By JESSELYN RADACK
Edward Snowden should not be prosecuted for mishandling classified information, and certainly not under the Espionage Act.
The Justice Department has led an unprecedented crackdown on “leakers,” who more often than not are whistle-blowers — public servants who expose fraud, waste, abuse and illegality. (And information that has been classified to cover up government wrongdoing has not been properly classified.)
I represent John Kiriakou and Thomas Drake, who blew the whistle on two of the biggest scandals of the Bush administration — the use of torture, and secret domestic surveillance, respectively.
After disclosure of the warrantless wiretapping, the government retroactively legalized it and immunized the telecoms.
Torturers have been glorified in movies (which benefited from close government cooperation and a cascade of government leaks), written books divulging classified information (including sources and methods), and been given a pass by President Obama’s “look forward, not backward” policy.
Meanwhile, the government launched a series of Espionage Act prosecutions against the people in the intelligence and national security community who spoke out against the secret, dark side of U.S. conduct post 9/11.
The Espionage Act is a century-old law that is meant to go after spies, not whistle-blowers. The government dropped all the espionage charges against Kiriakou and Drake, but continues to use the Espionage Act as a blunt instrument to bankrupt, isolate, intimidate and silence whistle-blowers. Even when the government drops all felony charges against them, as it did in Drake’s case, the stigma of being labeled an “enemy of the state” is indelible.
As happens in every whistle-blower case, the government attacks the messenger rather than listening to the message. Whistle-blowers like Snowden are invariably smeared as being deviant misfits who are out for fame, profit, revenge, or self-aggrandizement. Already, Snowden has been called a “grandiose narcissist” and traitor, and he’s been public for 72 hours.
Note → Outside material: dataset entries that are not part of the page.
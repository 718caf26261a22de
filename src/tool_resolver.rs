//! # Tool Path Resolver
//!
//! This module handles finding the external optimization tools:
//! - A bundle directory named by the `TOOLS_DIR` environment variable
//! - System-installed tools on `PATH`

use std::env;
use std::path::{Path, PathBuf};
use tracing::{debug, warn};

/// Tool path resolver for bundled and system-installed binaries
pub struct ToolPathResolver {
    /// Directory checked before `PATH` (from `TOOLS_DIR`)
    tools_dir: Option<PathBuf>,
    /// Directories from `PATH`, in order
    search_path: Vec<PathBuf>,
}

impl ToolPathResolver {
    /// Create a resolver from the process environment
    pub fn new() -> Self {
        let tools_dir = env::var_os("TOOLS_DIR")
            .map(PathBuf::from)
            .filter(|dir| dir.is_dir());
        if let Some(ref dir) = tools_dir {
            debug!("Using tools directory from TOOLS_DIR: {:?}", dir);
        }

        let search_path = env::var_os("PATH")
            .map(|paths| env::split_paths(&paths).collect())
            .unwrap_or_default();

        Self { tools_dir, search_path }
    }

    /// Create a resolver that only looks in the given directories
    pub fn with_search_path(tools_dir: Option<PathBuf>, search_path: Vec<PathBuf>) -> Self {
        Self { tools_dir, search_path }
    }

    /// Resolve the path to a specific tool
    pub fn resolve_tool(&self, tool_name: &str) -> Option<PathBuf> {
        if let Some(ref tools_dir) = self.tools_dir {
            let bundled = Self::executable_in(tools_dir, tool_name);
            if bundled.is_file() {
                debug!("Using bundled tool: {} -> {:?}", tool_name, bundled);
                return Some(bundled);
            }
        }

        let found = self
            .search_path
            .iter()
            .map(|dir| Self::executable_in(dir, tool_name))
            .find(|path| path.is_file());

        match found {
            Some(path) => {
                debug!("Using system tool: {} -> {:?}", tool_name, path);
                Some(path)
            }
            None => {
                warn!("Tool not found: {}", tool_name);
                None
            }
        }
    }

    fn executable_in(dir: &Path, tool_name: &str) -> PathBuf {
        let extension = if cfg!(windows) { ".exe" } else { "" };
        dir.join(format!("{}{}", tool_name, extension))
    }

    /// Check if a specific tool is available
    pub fn is_tool_available(&self, tool_name: &str) -> bool {
        self.resolve_tool(tool_name).is_some()
    }

    /// Package that provides a tool, for the distribution's package manager
    pub fn package_for(tool_name: &str) -> &'static str {
        match tool_name {
            "jpegoptim" => "jpegoptim",
            "pngquant" => "pngquant",
            "convert" | "identify" => "imagemagick",
            "gs" => "ghostscript",
            "gifsicle" => "gifsicle",
            _ => "",
        }
    }

    /// Check if a tool is available and provide installation instructions if not
    pub fn check_tool_with_instructions(&self, tool_name: &str) -> Result<PathBuf, String> {
        if let Some(path) = self.resolve_tool(tool_name) {
            return Ok(path);
        }

        let package = Self::package_for(tool_name);
        if package.is_empty() {
            Err(format!("Tool '{}' not found in PATH.", tool_name))
        } else {
            Err(format!(
                "Tool '{}' not found in PATH.\n\
                 Install the '{}' package, or run with --install-dependencies",
                tool_name, package
            ))
        }
    }

    /// Get a report of tool availability
    pub fn get_tools_report(&self, tool_names: &[&str]) -> String {
        let mut report = String::from("Tool availability:\n");
        if let Some(ref dir) = self.tools_dir {
            report.push_str(&format!("Bundled tools dir: {:?}\n", dir));
        }

        for tool in tool_names {
            match self.resolve_tool(tool) {
                Some(path) => report.push_str(&format!("  ✅ {} -> {:?}\n", tool, path)),
                None => report.push_str(&format!(
                    "  ❌ {} (package: {})\n",
                    tool,
                    Self::package_for(tool)
                )),
            }
        }

        report
    }
}

impl Default for ToolPathResolver {
    fn default() -> Self {
        Self::new()
    }
}

#[cfg(test)]
mod tests {
    use super::*;
    use tempfile::TempDir;

    #[test]
    fn test_bundled_dir_takes_precedence() {
        let bundle = TempDir::new().unwrap();
        let system = TempDir::new().unwrap();
        std::fs::write(bundle.path().join("gifsicle"), "").unwrap();
        std::fs::write(system.path().join("gifsicle"), "").unwrap();

        let resolver = ToolPathResolver::with_search_path(
            Some(bundle.path().to_path_buf()),
            vec![system.path().to_path_buf()],
        );
        assert_eq!(resolver.resolve_tool("gifsicle"), Some(bundle.path().join("gifsicle")));
    }

    #[test]
    fn test_search_path_order() {
        let first = TempDir::new().unwrap();
        let second = TempDir::new().unwrap();
        std::fs::write(second.path().join("gs"), "").unwrap();

        let resolver = ToolPathResolver::with_search_path(
            None,
            vec![first.path().to_path_buf(), second.path().to_path_buf()],
        );
        assert_eq!(resolver.resolve_tool("gs"), Some(second.path().join("gs")));
        assert!(!resolver.is_tool_available("pngquant"));
    }

    #[test]
    fn test_missing_tool_instructions() {
        let resolver = ToolPathResolver::with_search_path(None, Vec::new());
        let err = resolver.check_tool_with_instructions("identify").unwrap_err();
        assert!(err.contains("imagemagick"));

        let report = resolver.get_tools_report(&["gs"]);
        assert!(report.contains("❌ gs (package: ghostscript)"));
    }
}
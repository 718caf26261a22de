//! # Progress Tracking Module
//!
//! Tracker thread-safe condiviso dai worker: aggrega le statistiche e
//! aggiorna la progress bar a ogni job completato.

use crate::{
    outcome::{OptimizationOutcome, OutcomeKind},
    progress::{OptimizationStats, ProgressManager},
};
use std::sync::Arc;
use tokio::sync::Mutex;

/// Progress e statistiche della run corrente
#[derive(Clone)]
pub struct ProgressTracker {
    stats: Arc<Mutex<OptimizationStats>>,
    progress_manager: ProgressManager,
}

impl ProgressTracker {
    /// Crea un nuovo tracker con progress bar visibile
    pub fn new() -> Self {
        Self::with_manager(ProgressManager::new(0))
    }

    /// Tracker senza output a terminale
    pub fn hidden() -> Self {
        Self::with_manager(ProgressManager::hidden())
    }

    fn with_manager(progress_manager: ProgressManager) -> Self {
        Self {
            stats: Arc::new(Mutex::new(OptimizationStats::new())),
            progress_manager,
        }
    }

    /// Nuovo job trovato dalla discovery
    pub fn discovered(&self) {
        self.progress_manager.add_pending();
    }

    /// Registra l'esito di un job
    pub async fn record(&self, outcome: &OptimizationOutcome) {
        self.stats.lock().await.record(outcome);

        let name = outcome
            .path
            .file_name()
            .unwrap_or_default()
            .to_string_lossy();
        let message = match outcome.kind {
            OutcomeKind::Optimized => {
                format!("[OK] {}: {}% saved", name, outcome.saved_percent.unwrap_or(0))
            }
            OutcomeKind::SkippedNotSmaller => format!("[SKIP] {}: not smaller", name),
            OutcomeKind::SkippedTooSmall => format!("[SKIP] {}: too small", name),
            OutcomeKind::SkippedUnreadable => format!("[SKIP] {}: unreadable", name),
            OutcomeKind::WouldOptimize => format!("[DRY] {}", name),
            OutcomeKind::Failed => format!("[ERROR] {}: failed", name),
        };
        self.progress_manager.update(&message);
    }

    /// Finalizza progress bar
    pub fn finish(&self, summary: &str) {
        self.progress_manager.finish(summary);
    }

    /// Statistiche per il report finale
    pub async fn get_stats(&self) -> OptimizationStats {
        self.stats.lock().await.clone()
    }
}

impl Default for ProgressTracker {
    fn default() -> Self {
        Self::new()
    }
}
Focusing on Snowden is a distraction from the government’s law-breaking massive domestic surveillance program. Criminally prosecuting Snowden has little to do with Snowden’s alleged crimes and everything to do with making an example of him and sending the most chilling of messages to anyone even thinking about exposing government wrongdoing, especially criminality. There is no such crime as “leaking.” Snowden may have violated a secrecy agreement, which is not a loyalty oath but a contract, and a less important one than the social contract a democracy has with its citizenry.
A war on information that targets whistle-blowers and journalists is more characteristic of a totalitarian state than a free and open democratic society.